* [Task to carry out]:
Lines holding the string "sqrt" are the ones to copy from this listing.

* [Excerpted data]:
○ ○ ○ ○ ○

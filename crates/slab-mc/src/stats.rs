// ─────────────────────────────────────────────────────────────────────
// SCPN Slab MC — Cycle Statistics
// © 1998–2026 Miroslav Šotek. All rights reserved.
// Contact: www.anulum.li | protoscience@anulum.li
// ORCID: https://orcid.org/0009-0009-3560-0851
// License: GNU AGPL v3 | Commercial licensing available
// ─────────────────────────────────────────────────────────────────────
//! Running statistics over active-cycle estimates.

use ndarray::Array1;

/// Source-shape probabilities below this cutoff are skipped when
/// accumulating Shannon entropy; `p ln p -> 0` as `p -> 0` but the
/// floating-point product does not.
pub const ENTROPY_CUTOFF: f64 = 1e-14;

/// Population mean and standard deviation of a sample:
/// `sigma = sqrt(<x^2> - <x>^2)` with the `1/N` normalization.
/// An empty sample yields `(0, 0)`.
pub fn mean_stddev(values: &[f64]) -> (f64, f64) {
    if values.is_empty() {
        return (0.0, 0.0);
    }
    let n = values.len() as f64;
    let mean = values.iter().sum::<f64>() / n;
    let mean_sq = values.iter().map(|v| v * v).sum::<f64>() / n;
    // Rounding can push the variance a hair below zero for constant samples.
    let var = (mean_sq - mean * mean).max(0.0);
    (mean, var.sqrt())
}

/// Shannon entropy `-sum p ln p` of a binned source shape.
///
/// Bins enter by absolute weight, normalized by the total absolute
/// weight; an all-zero shape has entropy 0.
pub fn shannon_entropy(shape: &Array1<f64>) -> f64 {
    let total: f64 = shape.iter().map(|w| w.abs()).sum();
    if total <= 0.0 {
        return 0.0;
    }
    let mut h = 0.0;
    for w in shape.iter() {
        let p = w.abs() / total;
        if p > ENTROPY_CUTOFF {
            h += p * p.ln();
        }
    }
    -h
}

/// Euclidean norm of a shape vector.
pub fn l2_norm(shape: &Array1<f64>) -> f64 {
    shape.iter().map(|w| w * w).sum::<f64>().sqrt()
}

#[cfg(test)]
mod tests {
    use super::*;
    use ndarray::array;

    #[test]
    fn test_mean_stddev_known_sample() {
        let (mean, stddev) = mean_stddev(&[1.0, 2.0, 3.0, 4.0]);
        assert!((mean - 2.5).abs() < 1e-12);
        // Population variance of {1,2,3,4} is 1.25.
        assert!((stddev - 1.25f64.sqrt()).abs() < 1e-12);
    }

    #[test]
    fn test_mean_stddev_constant_sample() {
        let (mean, stddev) = mean_stddev(&[0.7; 50]);
        assert!((mean - 0.7).abs() < 1e-12);
        assert_eq!(stddev, 0.0);
    }

    #[test]
    fn test_mean_stddev_empty() {
        assert_eq!(mean_stddev(&[]), (0.0, 0.0));
    }

    #[test]
    fn test_entropy_point_shape_is_zero() {
        let shape = array![0.0, 0.0, 3.5, 0.0];
        assert_eq!(shannon_entropy(&shape), 0.0);
    }

    #[test]
    fn test_entropy_uniform_shape_is_log_bins() {
        let shape = Array1::from_elem(16, 0.25);
        assert!((shannon_entropy(&shape) - (16.0f64).ln()).abs() < 1e-12);
    }

    #[test]
    fn test_entropy_sign_insensitive() {
        let pos = array![1.0, 2.0, 3.0];
        let mixed = array![-1.0, 2.0, -3.0];
        assert!((shannon_entropy(&pos) - shannon_entropy(&mixed)).abs() < 1e-12);
    }

    #[test]
    fn test_entropy_zero_shape() {
        let shape = Array1::zeros(8);
        assert_eq!(shannon_entropy(&shape), 0.0);
    }

    #[test]
    fn test_l2_norm() {
        let shape = array![3.0, 4.0];
        assert!((l2_norm(&shape) - 5.0).abs() < 1e-12);
    }
}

○ ○ ○ ○ ○

* [Written response]:
/// `sigma = sqrt(<x^2> - <x>^2)` with the `1/N` normalization.
    (mean, var.sqrt())
    shape.iter().map(|w| w * w).sum::<f64>().sqrt()
        assert!((stddev - 1.25f64.sqrt()).abs() < 1e-12);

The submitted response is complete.